Where does the word "NewCompany" show up in the records? Copy every line that has it.

......

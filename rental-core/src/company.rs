use chrono::{DateTime, Utc};
use serde::{Deserialize, Serialize};
use std::fmt;
use uuid::Uuid;

use crate::{CoreError, CoreResult};

const NAME_MAX_LEN: usize = 200;
const DESCRIPTION_MAX_LEN: usize = 2000;
const PHONE_MAX_LEN: usize = 20;
const ADDRESS_MAX_LEN: usize = 1000;

/// A rental business. Every user owns at most one company.
#[derive(Debug, Clone, Serialize, Deserialize, PartialEq)]
pub struct Company {
    pub id: Uuid,
    pub user_id: Uuid,
    pub name: String,
    pub description: String,
    pub created_at: DateTime<Utc>,
}

#[derive(Debug, Clone, Deserialize)]
pub struct NewCompany {
    pub name: String,
    #[serde(default)]
    pub description: String,
}

impl NewCompany {
    pub fn validate(&self) -> CoreResult<()> {
        if self.name.trim().is_empty() {
            return Err(CoreError::ValidationError("company name is required".into()));
        }
        check_len("name", &self.name, NAME_MAX_LEN)?;
        check_len("description", &self.description, DESCRIPTION_MAX_LEN)
    }

    pub fn into_company(self, user_id: Uuid) -> Company {
        Company {
            id: Uuid::new_v4(),
            user_id,
            name: self.name,
            description: self.description,
            created_at: Utc::now(),
        }
    }
}

#[derive(Debug, Clone, Default, Serialize, Deserialize, PartialEq)]
pub struct Address {
    #[serde(default)]
    pub address: String,
    pub city: Option<String>,
    pub latitude: Option<f64>,
    pub longitude: Option<f64>,
}

impl Address {
    pub fn validate(&self) -> CoreResult<()> {
        check_len("address", &self.address, ADDRESS_MAX_LEN)?;
        if let Some(lat) = self.latitude {
            if !(-90.0..=90.0).contains(&lat) {
                return Err(CoreError::ValidationError("latitude must be within [-90, 90]".into()));
            }
        }
        if let Some(lon) = self.longitude {
            if !(-180.0..=180.0).contains(&lon) {
                return Err(CoreError::ValidationError("longitude must be within [-180, 180]".into()));
            }
        }
        Ok(())
    }
}

impl fmt::Display for Address {
    fn fmt(&self, f: &mut fmt::Formatter<'_>) -> fmt::Result {
        if !self.address.is_empty() {
            return f.write_str(&self.address);
        }
        match &self.city {
            Some(city) => f.write_str(city),
            None => f.write_str("not specified"),
        }
    }
}

/// A pick-up location of a company.
#[derive(Debug, Clone, Serialize, Deserialize, PartialEq)]
pub struct RentalPoint {
    pub id: Uuid,
    pub company_id: Uuid,
    pub phone: String,
    pub is_delivery: bool,
    pub schedule: Option<serde_json::Value>,
    pub address: Address,
}

#[derive(Debug, Clone, Deserialize)]
pub struct NewRentalPoint {
    #[serde(default)]
    pub phone: String,
    #[serde(default)]
    pub is_delivery: bool,
    pub schedule: Option<serde_json::Value>,
    #[serde(default)]
    pub address: Address,
}

impl NewRentalPoint {
    pub fn validate(&self) -> CoreResult<()> {
        check_len("phone", &self.phone, PHONE_MAX_LEN)?;
        self.address.validate()
    }

    pub fn into_rental_point(self, company_id: Uuid) -> RentalPoint {
        RentalPoint {
            id: Uuid::new_v4(),
            company_id,
            phone: self.phone,
            is_delivery: self.is_delivery,
            schedule: self.schedule,
            address: self.address,
        }
    }
}

/// Rental point together with the average mark of all its offers.
#[derive(Debug, Clone, Serialize)]
pub struct RentalPointSummary {
    #[serde(flatten)]
    pub point: RentalPoint,
    pub general_rating: f64,
}

#[derive(Debug, Clone, Serialize)]
pub struct CompanyWithPoints {
    #[serde(flatten)]
    pub company: Company,
    pub rental_points: Vec<RentalPoint>,
}

fn check_len(field: &str, value: &str, max: usize) -> CoreResult<()> {
    if value.chars().count() > max {
        return Err(CoreError::ValidationError(format!(
            "{} is longer than {} characters",
            field, max
        )));
    }
    Ok(())
}

#[cfg(test)]
mod tests {
    use super::*;

    #[test]
    fn test_company_requires_name() {
        let req = NewCompany { name: "  ".into(), description: String::new() };
        assert!(req.validate().is_err());

        let req = NewCompany { name: "x".repeat(NAME_MAX_LEN + 1), description: String::new() };
        assert!(req.validate().is_err());
    }

    #[test]
    fn test_coordinates_are_bounded() {
        let mut address = Address { latitude: Some(91.0), ..Default::default() };
        assert!(address.validate().is_err());

        address.latitude = Some(55.79);
        address.longitude = Some(-181.0);
        assert!(address.validate().is_err());

        address.longitude = Some(49.12);
        assert!(address.validate().is_ok());
    }

    #[test]
    fn test_address_display_falls_back_to_city() {
        let address = Address { city: Some("Kazan".into()), ..Default::default() };
        assert_eq!(address.to_string(), "Kazan");
        assert_eq!(Address::default().to_string(), "not specified");

        let address = Address { address: "Baumana 1".into(), city: Some("Kazan".into()), ..Default::default() };
        assert_eq!(address.to_string(), "Baumana 1");
    }

    #[test]
    fn test_long_phone_rejected() {
        let req: NewRentalPoint = serde_json::from_value(serde_json::json!({
            "phone": "+7 (900) 000-00-00-0000"
        }))
        .unwrap();
        assert!(req.validate().is_err());
    }
}
pub mod app_config;
pub mod database;
pub mod events;
pub mod memory;
pub mod redis_repo;
pub mod company_repo;
pub mod catalog_repo;
pub mod offer_repo;
pub mod reservation_repo;

pub use app_config::Config;
pub use database::DbClient;
pub use events::LogPublisher;
#[cfg(feature = "kafka")]
pub use events::EventProducer;
pub use memory::InMemoryStore;
pub use redis_repo::RedisClient;
pub use company_repo::PgCompanyRepository;
pub use catalog_repo::PgProductRepository;
pub use offer_repo::PgOfferRepository;
pub use reservation_repo::PgReservationRepository;

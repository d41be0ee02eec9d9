use axum::{
    extract::{Path, State},
    routing::get,
    Json, Router,
};
use rental_catalog::Product;
use uuid::Uuid;

use crate::{error::AppError, state::AppState};

pub fn routes() -> Router<AppState> {
    Router::new()
        .route("/v1/products", get(list_products))
        .route("/v1/products/{id}", get(get_product))
}

/// GET /v1/products
async fn list_products(State(state): State<AppState>) -> Result<Json<Vec<Product>>, AppError> {
    Ok(Json(state.products.list_products().await?))
}

/// GET /v1/products/{id}
async fn get_product(State(state): State<AppState>, Path(id): Path<Uuid>) -> Result<Json<Product>, AppError> {
    state
        .products
        .get_product(id)
        .await?
        .map(Json)
        .ok_or_else(|| AppError::NotFoundError(format!("product {} not found", id)))
}
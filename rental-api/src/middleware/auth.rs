use axum::{
    extract::{Request, State},
    http::header,
    middleware::Next,
    response::Response,
};
use jsonwebtoken::{decode, DecodingKey, Validation};
use serde::{Deserialize, Serialize};
use uuid::Uuid;

use crate::{error::AppError, state::AppState};

pub const ROLE_USER: &str = "USER";

#[derive(Debug, Serialize, Deserialize, Clone)]
pub struct Claims {
    /// User id.
    pub sub: String,
    pub role: String,
    pub exp: usize,
}

/// Authenticated caller, available to handlers behind [`auth_middleware`].
#[derive(Debug, Clone)]
pub struct CurrentUser {
    pub id: Uuid,
}

pub async fn auth_middleware(
    State(state): State<AppState>,
    mut req: Request,
    next: Next,
) -> Result<Response, AppError> {
    let token = req
        .headers()
        .get(header::AUTHORIZATION)
        .and_then(|h| h.to_str().ok())
        .and_then(|h| h.strip_prefix("Bearer "))
        .ok_or_else(|| AppError::AuthenticationError("Missing bearer token".into()))?;

    let token_data = decode::<Claims>(
        token,
        &DecodingKey::from_secret(state.auth.secret.as_bytes()),
        &Validation::default(),
    )
    .map_err(|e| AppError::AuthenticationError(format!("Invalid token: {}", e)))?;

    let id = Uuid::parse_str(&token_data.claims.sub)
        .map_err(|_| AppError::AuthenticationError("Invalid token subject".into()))?;

    req.extensions_mut().insert(CurrentUser { id });

    Ok(next.run(req).await)
}
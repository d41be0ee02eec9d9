use async_trait::async_trait;
use serde::Serialize;

use crate::{CoreError, CoreResult};

/// Sink for domain events. Publishing happens after the write it describes
/// has been committed.
#[async_trait]
pub trait EventPublisher: Send + Sync {
    async fn publish(&self, topic: &str, key: &str, payload: &str) -> CoreResult<()>;
}

/// Serializes `event` and hands it to `publisher`.
pub async fn publish_json<E>(publisher: &dyn EventPublisher, topic: &str, key: &str, event: &E) -> CoreResult<()>
where
    E: Serialize + Sync,
{
    let payload = serde_json::to_string(event).map_err(CoreError::backend)?;
    publisher.publish(topic, key, &payload).await
}
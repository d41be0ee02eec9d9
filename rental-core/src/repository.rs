use async_trait::async_trait;
use rental_catalog::{NewPrice, Price, Product};
use rental_offer::{BoardOffer, NewOffer, NewRating, Offer, OfferDetail, OfferFilter, OfferPatch, Rating};
use rental_reservation::{NewReservation, Reservation, StatusUpdate, Transition};
use serde::Serialize;
use uuid::Uuid;

use crate::company::{Company, CompanyWithPoints, NewCompany, NewRentalPoint, RentalPoint, RentalPointSummary};
use crate::CoreResult;

/// Repository trait for companies and their rental points
#[async_trait]
pub trait CompanyRepository: Send + Sync {
    /// Fails with `Conflict` when the user already owns a company.
    async fn create_company(&self, user_id: Uuid, company: NewCompany) -> CoreResult<Company>;

    async fn get_company(&self, id: Uuid) -> CoreResult<Option<CompanyWithPoints>>;

    async fn company_for_user(&self, user_id: Uuid) -> CoreResult<Option<CompanyWithPoints>>;

    async fn list_companies(&self) -> CoreResult<Vec<CompanyWithPoints>>;

    async fn create_rental_point(&self, company_id: Uuid, point: NewRentalPoint) -> CoreResult<RentalPoint>;

    /// All rental points, or only those of `company_id`.
    async fn list_rental_points(&self, company_id: Option<Uuid>) -> CoreResult<Vec<RentalPointSummary>>;

    async fn get_rental_point(&self, id: Uuid) -> CoreResult<Option<RentalPointSummary>>;
}

/// Repository trait for product catalog access
#[async_trait]
pub trait ProductRepository: Send + Sync {
    async fn list_products(&self) -> CoreResult<Vec<Product>>;

    async fn get_product(&self, id: Uuid) -> CoreResult<Option<Product>>;
}

/// An offer after an operator edit, with the stock it had before.
#[derive(Debug, Clone)]
pub struct OfferUpdate {
    pub offer: Offer,
    pub previous_count: i32,
}

/// Repository trait for offer data access
#[async_trait]
pub trait OfferRepository: Send + Sync {
    async fn create_offer(&self, offer: NewOffer) -> CoreResult<Offer>;

    /// Operator edit. Serialized with reservation transitions on the same offer.
    async fn update_offer(&self, id: Uuid, patch: OfferPatch) -> CoreResult<OfferUpdate>;

    async fn delete_offer(&self, id: Uuid) -> CoreResult<()>;

    async fn get_offer(&self, id: Uuid) -> CoreResult<Option<OfferDetail>>;

    async fn list_offers(&self, filter: &OfferFilter) -> CoreResult<Vec<OfferDetail>>;

    async fn list_rental_point_offers(&self, rental_point_id: Uuid) -> CoreResult<Vec<OfferDetail>>;

    /// Active offers only.
    async fn board_offers(&self) -> CoreResult<Vec<BoardOffer>>;

    async fn add_price(&self, offer_id: Uuid, price: NewPrice) -> CoreResult<Price>;

    async fn list_prices(&self, offer_id: Uuid) -> CoreResult<Vec<Price>>;

    async fn add_rating(&self, offer_id: Uuid, user_id: Uuid, rating: NewRating) -> CoreResult<Rating>;

    async fn list_ratings(&self, offer_id: Uuid) -> CoreResult<Vec<Rating>>;
}

/// Result of a committed status transition.
#[derive(Debug, Clone, Serialize)]
pub struct ReservationChange {
    pub reservation: Reservation,
    pub transition: Transition,
}

/// Repository trait for reservation data access
#[async_trait]
pub trait ReservationRepository: Send + Sync {
    /// Stores a `new` reservation. Offer stock is left untouched.
    async fn create_reservation(
        &self,
        offer_id: Uuid,
        user_id: Uuid,
        reservation: NewReservation,
    ) -> CoreResult<Reservation>;

    async fn get_reservation(&self, id: Uuid) -> CoreResult<Option<Reservation>>;

    async fn list_offer_reservations(&self, offer_id: Uuid) -> CoreResult<Vec<Reservation>>;

    async fn list_rental_point_reservations(&self, rental_point_id: Uuid) -> CoreResult<Vec<Reservation>>;

    /// Applies a status transition and the matching stock adjustment as one
    /// unit: either both the offer and the reservation are written, or
    /// neither is. Concurrent calls touching the same offer are serialized.
    async fn update_status(&self, id: Uuid, update: StatusUpdate) -> CoreResult<ReservationChange>;
}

......

**Task response**
pub struct NewCompany {
impl NewCompany {
        let req = NewCompany { name: "  ".into(), description: String::new() };
        let req = NewCompany { name: "x".repeat(NAME_MAX_LEN + 1), description: String::new() };
use crate::company::{Company, CompanyWithPoints, NewCompany, NewRentalPoint, RentalPoint, RentalPointSummary};
    async fn create_company(&self, user_id: Uuid, company: NewCompany) -> CoreResult<Company>;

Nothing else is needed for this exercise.